If you are still looking for a homeowner insurance policy, find home insurance that provides replacement-cost coverage for both your house and its contents. If you already have a policy, check it and make sure it uses the replacement-cost method when calculating the amount of claims after your house and its contents are damaged or destroyed.
Most standard home insurance policies use the actual-cash value method when calculating amounts of claims for the contents of the house. However, insurance companies offer the replacement-cost value for both the structure and the contents to clients who prefer it.
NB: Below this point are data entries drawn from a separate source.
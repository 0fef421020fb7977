//! Once-per-second countdown timer.

use std::sync::atomic::{AtomicBool, Ordering};
use std::sync::Arc;
use std::time::Duration;
use tokio::task::JoinHandle;
use tokio::time::{interval_at, Instant, MissedTickBehavior};

const TICK: Duration = Duration::from_secs(1);

/// Starts countdowns. Must be called from within a tokio runtime.
pub struct TickSource;

impl TickSource {
    /// Count `seconds` down to zero.
    ///
    /// `on_tick` receives the new remaining value once per second; `on_done` runs exactly
    /// once after the value reaches zero. A zero-second countdown calls `on_done` on the
    /// next scheduling step without ticking.
    pub fn start<T, D>(seconds: u32, mut on_tick: T, on_done: D) -> TickHandle
    where
        T: FnMut(u32) + Send + 'static,
        D: FnOnce() + Send + 'static,
    {
        let cancelled = Arc::new(AtomicBool::new(false));
        let flag = Arc::clone(&cancelled);
        let task = tokio::spawn(async move {
            let mut interval = interval_at(Instant::now() + TICK, TICK);
            interval.set_missed_tick_behavior(MissedTickBehavior::Delay);
            let mut remaining = seconds;
            while remaining > 0 {
                interval.tick().await;
                if flag.load(Ordering::SeqCst) {
                    return;
                }
                remaining -= 1;
                on_tick(remaining);
            }
            if !flag.swap(true, Ordering::SeqCst) {
                on_done();
            }
        });
        TickHandle { cancelled, task }
    }
}

/// Cancel control for one running countdown.
#[derive(Debug)]
pub struct TickHandle {
    cancelled: Arc<AtomicBool>,
    task: JoinHandle<()>,
}

impl TickHandle {
    /// Stop ticking. No callback starts after this returns.
    pub fn cancel(&self) {
        self.cancelled.store(true, Ordering::SeqCst);
        self.task.abort();
    }
}

#[cfg(test)]
mod tests {
    use super::*;
    use std::sync::Mutex;
    use tokio::sync::oneshot;

    fn recorder() -> (Arc<Mutex<Vec<u32>>>, impl FnMut(u32) + Send + 'static) {
        let seen = Arc::new(Mutex::new(Vec::new()));
        let sink = Arc::clone(&seen);
        (seen, move |r| sink.lock().unwrap().push(r))
    }

    #[tokio::test(start_paused = true)]
    async fn counts_down_then_completes() {
        let (seen, on_tick) = recorder();
        let (tx, rx) = oneshot::channel();
        let started = Instant::now();
        let _handle = TickSource::start(3, on_tick, move || {
            let _ = tx.send(());
        });

        rx.await.unwrap();
        assert_eq!(started.elapsed(), Duration::from_secs(3));
        assert_eq!(*seen.lock().unwrap(), vec![2, 1, 0]);
    }

    #[tokio::test(start_paused = true)]
    async fn zero_seconds_completes_without_ticking() {
        let (seen, on_tick) = recorder();
        let (tx, rx) = oneshot::channel();
        TickSource::start(0, on_tick, move || {
            let _ = tx.send(());
        });
        rx.await.unwrap();
        assert!(seen.lock().unwrap().is_empty());
    }

    #[tokio::test(start_paused = true)]
    async fn cancel_stops_all_callbacks() {
        let (seen, on_tick) = recorder();
        let done = Arc::new(AtomicBool::new(false));
        let done_flag = Arc::clone(&done);
        let handle = TickSource::start(5, on_tick, move || {
            done_flag.store(true, Ordering::SeqCst);
        });

        tokio::time::sleep(Duration::from_millis(2500)).await;
        handle.cancel();
        tokio::time::sleep(Duration::from_secs(10)).await;

        assert_eq!(*seen.lock().unwrap(), vec![4, 3]);
        assert!(!done.load(Ordering::SeqCst));
    }
}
In a home insurance policy that uses the actual cash value method for house contents, the insurance firm will incorporate depreciation in the computation. The resulting computation would be less than when depreciation is not factored into the computation.
According to Don Griffin, a top executive of the Property Casualty Insurers Association of America, the annual premiums of policies with replacement-cost coverage are about ten percent higher than premiums for policies with actual-cash value coverage.
For renters, the annual premiums for replacement-cost coverage are about 20 percent higher than premiums for actual cash-value coverage because renters’ insurance policies cover the contents of the rental house and not the structure.
Griffin added that buying the actual-cash value coverage is cheaper but homeowners, especially renters, should consider the bigger losses they suffer especially for valuable contents when destruction happens.
As you are comparing home insurance policies, find home insurance that offers replacement-cost coverage for all parts and systems of the house. There are policies that exclude the roofing materials from the replacement-cost provision. Because roofs are vulnerable to damages during winter storms, insurance firms want to reduce their liabilities for roofs, especially old roofing materials.
Other policies do not apply the replacement-cost method to valuable objects such as records, art, memorabilia and other collector’s items. Talk with your insurance agent about the cost of special riders that provide special coverage to items such as these if they cannot be covered in the standard homeowner insurance policy.
To ensure the coverage of all your valuables, make a thorough and written inventory of your personal belongings. Include detailed descriptions, models, prices, dates of purchase, location and copies of receipts.
All in all, what is most important is to find home insurance that covers the structure of your house and all your personal belongings on a replacement-cost value basis and which is issued by a reputable insurance company.